What lines below include the word "CleanupReaction"? Copy each one.

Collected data
· · · ·

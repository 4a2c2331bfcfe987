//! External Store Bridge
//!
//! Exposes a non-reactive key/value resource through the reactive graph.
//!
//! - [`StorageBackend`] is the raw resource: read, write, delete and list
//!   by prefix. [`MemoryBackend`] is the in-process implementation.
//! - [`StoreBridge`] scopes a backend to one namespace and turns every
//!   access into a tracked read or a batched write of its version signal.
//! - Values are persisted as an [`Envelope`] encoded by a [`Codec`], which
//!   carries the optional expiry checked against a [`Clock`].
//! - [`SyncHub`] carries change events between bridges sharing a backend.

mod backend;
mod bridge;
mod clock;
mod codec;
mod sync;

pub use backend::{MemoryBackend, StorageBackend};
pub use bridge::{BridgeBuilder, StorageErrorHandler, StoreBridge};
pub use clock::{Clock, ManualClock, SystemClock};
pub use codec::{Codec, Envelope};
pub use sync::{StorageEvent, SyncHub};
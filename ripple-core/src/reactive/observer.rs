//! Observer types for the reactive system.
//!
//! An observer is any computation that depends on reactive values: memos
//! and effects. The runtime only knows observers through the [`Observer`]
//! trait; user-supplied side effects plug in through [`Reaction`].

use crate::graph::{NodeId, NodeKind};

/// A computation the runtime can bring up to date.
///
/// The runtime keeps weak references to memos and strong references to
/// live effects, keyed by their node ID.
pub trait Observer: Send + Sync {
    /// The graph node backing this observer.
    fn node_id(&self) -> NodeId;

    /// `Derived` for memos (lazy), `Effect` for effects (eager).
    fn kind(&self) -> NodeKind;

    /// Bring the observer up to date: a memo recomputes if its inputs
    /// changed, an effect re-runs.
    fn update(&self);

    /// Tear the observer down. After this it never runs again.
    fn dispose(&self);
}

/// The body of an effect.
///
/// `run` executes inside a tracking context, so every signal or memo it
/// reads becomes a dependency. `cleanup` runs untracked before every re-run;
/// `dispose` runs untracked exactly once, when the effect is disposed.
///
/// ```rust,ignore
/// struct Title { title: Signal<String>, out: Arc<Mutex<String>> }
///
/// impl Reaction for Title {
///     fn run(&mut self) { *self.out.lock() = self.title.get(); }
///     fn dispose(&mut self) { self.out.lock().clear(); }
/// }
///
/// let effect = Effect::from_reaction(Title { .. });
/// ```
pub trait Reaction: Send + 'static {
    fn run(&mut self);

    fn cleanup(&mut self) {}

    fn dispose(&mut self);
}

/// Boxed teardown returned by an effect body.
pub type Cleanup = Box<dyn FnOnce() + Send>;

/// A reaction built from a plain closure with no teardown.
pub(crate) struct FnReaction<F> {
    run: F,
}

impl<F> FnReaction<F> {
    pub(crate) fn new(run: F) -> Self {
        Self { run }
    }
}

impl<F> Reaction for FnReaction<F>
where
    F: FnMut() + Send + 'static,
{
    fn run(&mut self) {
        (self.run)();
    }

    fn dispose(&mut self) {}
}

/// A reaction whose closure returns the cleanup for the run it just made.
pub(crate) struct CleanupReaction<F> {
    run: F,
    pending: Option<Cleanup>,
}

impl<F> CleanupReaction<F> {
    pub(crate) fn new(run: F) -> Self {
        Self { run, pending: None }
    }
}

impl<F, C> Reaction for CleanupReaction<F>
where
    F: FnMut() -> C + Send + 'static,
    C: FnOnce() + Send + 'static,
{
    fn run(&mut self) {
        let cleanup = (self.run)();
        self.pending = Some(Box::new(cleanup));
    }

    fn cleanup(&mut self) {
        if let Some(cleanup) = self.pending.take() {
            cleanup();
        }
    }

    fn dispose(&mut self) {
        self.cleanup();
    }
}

· · · ·

- Expected output:
pub(crate) struct CleanupReaction<F> {
impl<F> CleanupReaction<F> {
impl<F, C> Reaction for CleanupReaction<F>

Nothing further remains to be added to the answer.